Weiterhin ist für Bündnis90 / Die Grünen wichtig, dass die Erforschung der Auswirkungen der verschiedenen Immissionsquellen, wie sie im Deutschen Mobilfunk Forschungsprogramm geschehen ist, fortgesetzt wird. Leider hat die große Koalition im Bundestag diesen Antrag im Umweltausschuss im Juli 2007 gegen die Stimmen der Oppositionsparteien abgelehnt. Inhalt waren eine Fortführung mit den Schwerpunkten Auswirkungen auf Kinder und Jugendliche und die Langzeitforschung. Unseres Erachtens gibt es nämlich mittlerweile Hinweise (keine Beweise) darauf, dass eine Langzeitbestrahlung tatsächlich gesundheitsschädliche Auswirkungen hat.
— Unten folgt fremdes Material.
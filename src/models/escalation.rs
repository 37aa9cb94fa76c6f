//! Escalation cases and their tiers.

use chrono::{DateTime, Utc};
use serde::{Deserialize, Serialize};

/// One state in the escalation sequence, in strict order.
#[derive(Debug, Clone, Copy, PartialEq, Eq, Hash, PartialOrd, Ord, Serialize, Deserialize)]
#[serde(rename_all = "SCREAMING_SNAKE_CASE")]
pub enum Tier {
    /// Waiting for the due time.
    Scheduled,
    /// Standard reminder sent.
    Reminded,
    /// Elevated follow-up sent.
    FollowedUp,
    /// High urgency sent to the subject.
    Escalated,
    /// Primary family contact notified.
    FamilyNotified,
    /// Compliance confirmed.
    Resolved,
}

impl Tier {
    /// All tiers in order.
    pub const ALL: [Self; 6] = [
        Self::Scheduled,
        Self::Reminded,
        Self::FollowedUp,
        Self::Escalated,
        Self::FamilyNotified,
        Self::Resolved,
    ];

    /// Returns the tier as a string slice.
    #[must_use]
    pub const fn as_str(&self) -> &'static str {
        match self {
            Self::Scheduled => "SCHEDULED",
            Self::Reminded => "REMINDED",
            Self::FollowedUp => "FOLLOWED_UP",
            Self::Escalated => "ESCALATED",
            Self::FamilyNotified => "FAMILY_NOTIFIED",
            Self::Resolved => "RESOLVED",
        }
    }

    /// The tier a timed transition moves to, or `None` at the end of the timeline.
    ///
    /// `FamilyNotified` only leaves through an explicit confirmation.
    #[must_use]
    pub const fn next(&self) -> Option<Self> {
        match self {
            Self::Scheduled => Some(Self::Reminded),
            Self::Reminded => Some(Self::FollowedUp),
            Self::FollowedUp => Some(Self::Escalated),
            Self::Escalated => Some(Self::FamilyNotified),
            Self::FamilyNotified | Self::Resolved => None,
        }
    }

    /// Whether no timer remains pending for a case at this tier.
    #[must_use]
    pub const fn is_terminal(&self) -> bool {
        matches!(self, Self::FamilyNotified | Self::Resolved)
    }
}

impl std::fmt::Display for Tier {
    fn fmt(&self, f: &mut std::fmt::Formatter<'_>) -> std::fmt::Result {
        write!(f, "{}", self.as_str())
    }
}

/// One open compliance obligation, owned by the escalation scheduler.
#[derive(Debug, Clone, PartialEq, Eq, Serialize, Deserialize)]
pub struct EscalationCase {
    /// Unique case identifier.
    pub id: String,
    /// What must be complied with (a medication name).
    pub subject: String,
    /// When the obligation is due.
    pub due_at: DateTime<Utc>,
    /// Current tier.
    pub tier: Tier,
    /// When the case was registered.
    pub created_at: DateTime<Utc>,
    /// When verification last ran.
    pub last_checked_at: Option<DateTime<Utc>>,
    /// Whether compliance was confirmed.
    pub resolved: bool,
    /// Number of verification checks performed so far.
    pub checks: u32,
}

impl EscalationCase {
    /// Creates a case in `Scheduled`.
    #[must_use]
    pub fn new(subject: impl Into<String>, due_at: DateTime<Utc>) -> Self {
        Self {
            id: uuid::Uuid::now_v7().to_string(),
            subject: subject.into(),
            due_at,
            tier: Tier::Scheduled,
            created_at: Utc::now(),
            last_checked_at: None,
            resolved: false,
            checks: 0,
        }
    }

    /// Normalized key used to enforce one open case per subject.
    #[must_use]
    pub fn key(&self) -> String {
        subject_key(&self.subject)
    }

    /// Marks the case resolved.
    pub const fn resolve(&mut self) {
        self.tier = Tier::Resolved;
        self.resolved = true;
    }
}

/// Normalizes a subject for identity comparison.
#[must_use]
pub fn subject_key(subject: &str) -> String {
    subject.trim().to_lowercase()
}

/// How a case was resolved.
#[derive(Debug, Clone, Copy, PartialEq, Eq, Serialize, Deserialize)]
#[serde(rename_all = "snake_case")]
pub enum ResolutionSource {
    /// A scheduled verification check returned "taken".
    Verified,
    /// An external confirmation (admin command, caller).
    Confirmed,
}

/// How an archived case left the open table.
#[derive(Debug, Clone, Copy, PartialEq, Eq, Serialize, Deserialize)]
#[serde(rename_all = "snake_case", tag = "outcome", content = "source")]
pub enum CaseOutcome {
    /// Compliance confirmed.
    Resolved(ResolutionSource),
    /// Replaced by a newer case for the same subject.
    Superseded,
}

/// A closed case kept for history.
#[derive(Debug, Clone, PartialEq, Eq, Serialize, Deserialize)]
pub struct ArchivedCase {
    /// The case as it was when it closed.
    pub case: EscalationCase,
    /// Why it closed.
    pub outcome: CaseOutcome,
    /// When it closed.
    pub closed_at: DateTime<Utc>,
}

#[cfg(test)]
mod tests {
    use super::*;

    #[test]
    fn test_tier_sequence_is_strict() {
        let mut tier = Tier::Scheduled;
        let mut visited = vec![tier];
        while let Some(next) = tier.next() {
            assert!(next > tier);
            tier = next;
            visited.push(tier);
        }
        assert_eq!(
            visited,
            vec![
                Tier::Scheduled,
                Tier::Reminded,
                Tier::FollowedUp,
                Tier::Escalated,
                Tier::FamilyNotified,
            ]
        );
    }

    #[test]
    fn test_resolve_case() {
        let mut case = EscalationCase::new("Aspirin 650", Utc::now());
        assert_eq!(case.key(), "aspirin 650");
        case.resolve();
        assert!(case.resolved);
        assert_eq!(case.tier, Tier::Resolved);
        assert!(case.tier.is_terminal());
    }
}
Tatsache ist, dass in verschiedenen Studien Hinweise auf verschieden physiologische Effekte durch die Hochfrequenzstrahlung bspw. des Mobilfunks beschrieben wurden. Uneinig ist sich die Wissenschaft aber darüber, inwieweit diese beobachtbaren Effekte auch Gesundheitsschäden verursachen. Den endgültigen Beweis einer Unschädlichkeit kann die Wissenschaft möglicherweise nie erbringen. Für die Politik heißt das: Vorsorgeorientiert handeln.